TASK BRIEF:
Go to the line holding "let (num_images, num_regions, feature_dim)" in the entries below and write out exactly every line down to and including the line holding "let (width, height)".

━━ STORED DATA ━━

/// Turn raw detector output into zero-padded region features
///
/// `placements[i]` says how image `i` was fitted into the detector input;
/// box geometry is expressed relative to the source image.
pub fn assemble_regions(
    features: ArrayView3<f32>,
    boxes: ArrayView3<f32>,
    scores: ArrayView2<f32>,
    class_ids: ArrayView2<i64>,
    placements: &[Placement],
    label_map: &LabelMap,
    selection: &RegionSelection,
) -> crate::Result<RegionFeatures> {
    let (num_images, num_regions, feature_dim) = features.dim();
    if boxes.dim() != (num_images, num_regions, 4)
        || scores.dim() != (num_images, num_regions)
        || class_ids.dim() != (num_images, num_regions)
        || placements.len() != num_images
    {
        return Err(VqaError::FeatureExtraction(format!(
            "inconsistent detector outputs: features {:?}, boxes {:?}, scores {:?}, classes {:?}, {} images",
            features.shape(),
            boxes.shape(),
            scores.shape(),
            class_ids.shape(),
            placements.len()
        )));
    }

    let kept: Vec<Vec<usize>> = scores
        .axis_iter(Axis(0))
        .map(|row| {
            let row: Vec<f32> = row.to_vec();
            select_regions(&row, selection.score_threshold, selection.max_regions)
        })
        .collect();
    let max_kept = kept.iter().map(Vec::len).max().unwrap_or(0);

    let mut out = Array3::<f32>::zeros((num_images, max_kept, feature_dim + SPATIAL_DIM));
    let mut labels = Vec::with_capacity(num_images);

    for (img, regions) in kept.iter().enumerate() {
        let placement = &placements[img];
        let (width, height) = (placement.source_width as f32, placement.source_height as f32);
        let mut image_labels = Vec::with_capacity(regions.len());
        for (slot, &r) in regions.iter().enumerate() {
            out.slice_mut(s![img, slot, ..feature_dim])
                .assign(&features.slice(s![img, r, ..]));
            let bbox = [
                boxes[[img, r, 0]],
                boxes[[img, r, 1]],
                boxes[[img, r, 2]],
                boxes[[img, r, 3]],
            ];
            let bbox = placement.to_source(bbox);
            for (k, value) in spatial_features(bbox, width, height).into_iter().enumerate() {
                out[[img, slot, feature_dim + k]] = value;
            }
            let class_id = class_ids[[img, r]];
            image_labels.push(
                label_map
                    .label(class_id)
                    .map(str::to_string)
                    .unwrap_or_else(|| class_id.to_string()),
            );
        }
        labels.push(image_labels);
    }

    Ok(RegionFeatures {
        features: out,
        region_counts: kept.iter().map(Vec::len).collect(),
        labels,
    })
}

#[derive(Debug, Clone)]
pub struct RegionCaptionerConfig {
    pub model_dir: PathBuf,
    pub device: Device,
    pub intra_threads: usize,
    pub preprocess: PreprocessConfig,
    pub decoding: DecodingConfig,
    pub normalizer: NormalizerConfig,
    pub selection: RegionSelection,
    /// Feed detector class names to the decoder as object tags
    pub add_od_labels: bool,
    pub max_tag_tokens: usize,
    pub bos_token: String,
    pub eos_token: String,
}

━━━

OUTPUT FOR THIS EXERCISE:
    let (num_images, num_regions, feature_dim) = features.dim();
    if boxes.dim() != (num_images, num_regions, 4)
        || scores.dim() != (num_images, num_regions)
        || class_ids.dim() != (num_images, num_regions)
        || placements.len() != num_images
    {
        return Err(VqaError::FeatureExtraction(format!(
            "inconsistent detector outputs: features {:?}, boxes {:?}, scores {:?}, classes {:?}, {} images",
            features.shape(),
            boxes.shape(),
            scores.shape(),
            class_ids.shape(),
            placements.len()
        )));
    }

    let kept: Vec<Vec<usize>> = scores
        .axis_iter(Axis(0))
        .map(|row| {
            let row: Vec<f32> = row.to_vec();
            select_regions(&row, selection.score_threshold, selection.max_regions)
        })
        .collect();
    let max_kept = kept.iter().map(Vec::len).max().unwrap_or(0);

    let mut out = Array3::<f32>::zeros((num_images, max_kept, feature_dim + SPATIAL_DIM));
    let mut labels = Vec::with_capacity(num_images);

    for (img, regions) in kept.iter().enumerate() {
        let placement = &placements[img];
        let (width, height) = (placement.source_width as f32, placement.source_height as f32);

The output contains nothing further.